Background Tartary buckwheat (TB), a crop rich in protein, dietary fiber, and flavonoids, has been reported to have an effect on Type II diabetes (T2D), hypertension (HT), and hyperlipidemia (HL). However, limited information is available about the relationship between Tartary buckwheat and these three diseases. The mechanisms of how TB impacts these diseases are still unclear. Methods In this study, network pharmacology was used to investigate the relationship between the herb as well as the diseases and the mechanisms of how TB might impact these diseases. Results A total of 97 putative targets of 20 compounds found in TB were obtained. Then, an interaction network of 97 putative targets for these compounds and known therapeutic targets for the treatment of the three diseases was constructed. Based on the constructed network, 28 major nodes were identified as the key targets of TB due to their importance in network topology. The targets of ATK2, IKBKB, RAF1, CHUK, TNF, JUN, and PRKCA were mainly involved in fluid shear stress and the atherosclerosis and PI3K-Akt signaling pathways.
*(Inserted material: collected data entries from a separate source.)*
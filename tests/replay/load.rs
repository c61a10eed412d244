//! Artifacts written from bundles and loaded into a store file.

use crate::common::standard_bundle;
use kinesnap::durability::{manifest_path, KINE_SCHEMA};
use kinesnap::prelude::*;
use rusqlite::Connection;
use std::fs;

fn names(conn: &Connection) -> Vec<String> {
    conn.prepare("SELECT name FROM kine ORDER BY id")
        .unwrap()
        .query_map([], |row| row.get(0))
        .unwrap()
        .map(|r| r.unwrap())
        .collect()
}

#[test]
fn translate_then_load() {
    let bundle = standard_bundle();
    let artifact = bundle.root().join("out/snapshot.sql");
    let mut events = Vec::new();

    let (report, manifest) = Bundle::open(bundle.root())
        .unwrap()
        .translate_to(&artifact, TranslateOptions::default(), &mut |e| {
            events.push(e.clone())
        })
        .unwrap();
    assert_eq!(report.records_written, 2);
    assert_eq!(manifest.record_count, 2);
    assert_eq!(events.len(), 3);
    assert!(manifest_path(&artifact).is_file());

    let text = fs::read_to_string(&artifact).unwrap();
    assert_eq!(text.lines().count(), 2);
    assert!(text
        .lines()
        .all(|l| l.starts_with("INSERT INTO kine(id, name, created, deleted, create_revision, prev_revision, lease, value, old_value) VALUES(")));

    let db = bundle.root().join("state.db");
    let load = SnapshotLoader::load(&artifact, &db, LoadOptions::default().create_table(true)).unwrap();
    assert_eq!(load.statements_applied, 2);

    let conn = Connection::open(&db).unwrap();
    assert_eq!(
        names(&conn),
        vec!["/registry/minions/node-a", "/registry/pods/default/web-1"]
    );
    let (created, deleted, lease): (i64, i64, i64) = conn
        .query_row(
            "SELECT created, deleted, lease FROM kine WHERE name = '/registry/pods/default/web-1'",
            [],
            |row| Ok((row.get(0)?, row.get(1)?, row.get(2)?)),
        )
        .unwrap();
    assert_eq!((created, deleted, lease), (1, 0, 0));
}

#[test]
fn loaded_value_is_the_canonical_json() {
    let bundle = standard_bundle();
    let artifact = bundle.root().join("snapshot.sql");
    Bundle::open(bundle.root())
        .unwrap()
        .translate_to(&artifact, TranslateOptions::default(), &mut |_| {})
        .unwrap();

    let mut conn = Connection::open_in_memory().unwrap();
    conn.execute_batch(KINE_SCHEMA).unwrap();
    SnapshotLoader::load_into(&mut conn, &artifact, LoadOptions::default()).unwrap();

    let value: String = conn
        .query_row(
            "SELECT value FROM kine WHERE name = '/registry/minions/node-a'",
            [],
            |row| row.get(0),
        )
        .unwrap();
    let parsed: serde_json::Value = serde_json::from_str(&value).unwrap();
    assert_eq!(parsed["metadata"]["name"], "node-a");
    assert_eq!(parsed["kind"], "Node");
    assert!(!value.contains('\n'));
}

#[test]
fn second_load_into_same_store_conflicts() {
    let bundle = standard_bundle();
    let artifact = bundle.root().join("snapshot.sql");
    Bundle::open(bundle.root())
        .unwrap()
        .translate_to(&artifact, TranslateOptions::default(), &mut |_| {})
        .unwrap();

    let db = bundle.root().join("state.db");
    let opts = LoadOptions::default().create_table(true);
    SnapshotLoader::load(&artifact, &db, opts).unwrap();
    assert!(SnapshotLoader::load(&artifact, &db, opts).is_err());

    // Shifted revisions load next to the first snapshot.
    let shifted = bundle.root().join("shifted.sql");
    Bundle::open(bundle.root())
        .unwrap()
        .translate_to(
            &shifted,
            TranslateOptions::default().start_revision(200_000_000),
            &mut |_| {},
        )
        .unwrap();
    SnapshotLoader::load(&shifted, &db, opts).unwrap();
    assert_eq!(names(&Connection::open(&db).unwrap()).len(), 4);
}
Finally, molecular docking simulation showed that 174 pairs of chemical components and the corresponding key targets had strong binding efficiencies. Conclusion For the first time, a comprehensive systemic approach integrating drug target prediction, network analysis, and molecular docking simulation was developed to reveal the relationships and mechanisms between the putative targets in TB and T2D, HT, and HL.